(Collected data entries)
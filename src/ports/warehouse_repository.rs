//! Warehouse repository port.

use async_trait::async_trait;

use crate::domain::foundation::{DomainError, WarehouseId};
use crate::domain::warehouse::Warehouse;

/// Repository port for warehouse lookups.
#[async_trait]
pub trait WarehouseRepository: Send + Sync {
    /// Find a warehouse by its ID. Returns `None` if not found.
    async fn get_by_id(&self, id: &WarehouseId) -> Result<Option<Warehouse>, DomainError>;

    /// All active warehouses, for selection lists.
    async fn list_active(&self) -> Result<Vec<Warehouse>, DomainError>;

    /// Batch lookup by ID set, for read-model enrichment without N+1.
    async fn list_by_ids(&self, ids: &[WarehouseId]) -> Result<Vec<Warehouse>, DomainError>;
}

#[cfg(test)]
mod tests {
    use super::*;

    // Trait object safety test
    #[test]
    fn warehouse_repository_is_object_safe() {
        fn _accepts_dyn(_repo: &dyn WarehouseRepository) {}
    }
}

■ Problem description ■
Write the entries out once more, exactly as they appear.

■ Output for this exercise ■
filename src/ports/warehouse_repository.rs
//! Warehouse repository port.

use async_trait::async_trait;

use crate::domain::foundation::{DomainError, WarehouseId};
use crate::domain::warehouse::Warehouse;

/// Repository port for warehouse lookups.
#[async_trait]
pub trait WarehouseRepository: Send + Sync {
    /// Find a warehouse by its ID. Returns `None` if not found.
    async fn get_by_id(&self, id: &WarehouseId) -> Result<Option<Warehouse>, DomainError>;

    /// All active warehouses, for selection lists.
    async fn list_active(&self) -> Result<Vec<Warehouse>, DomainError>;

    /// Batch lookup by ID set, for read-model enrichment without N+1.
    async fn list_by_ids(&self, ids: &[WarehouseId]) -> Result<Vec<Warehouse>, DomainError>;
}

#[cfg(test)]
mod tests {
    use super::*;

    // Trait object safety test
    #[test]
    fn warehouse_repository_is_object_safe() {
        fn _accepts_dyn(_repo: &dyn WarehouseRepository) {}
    }
}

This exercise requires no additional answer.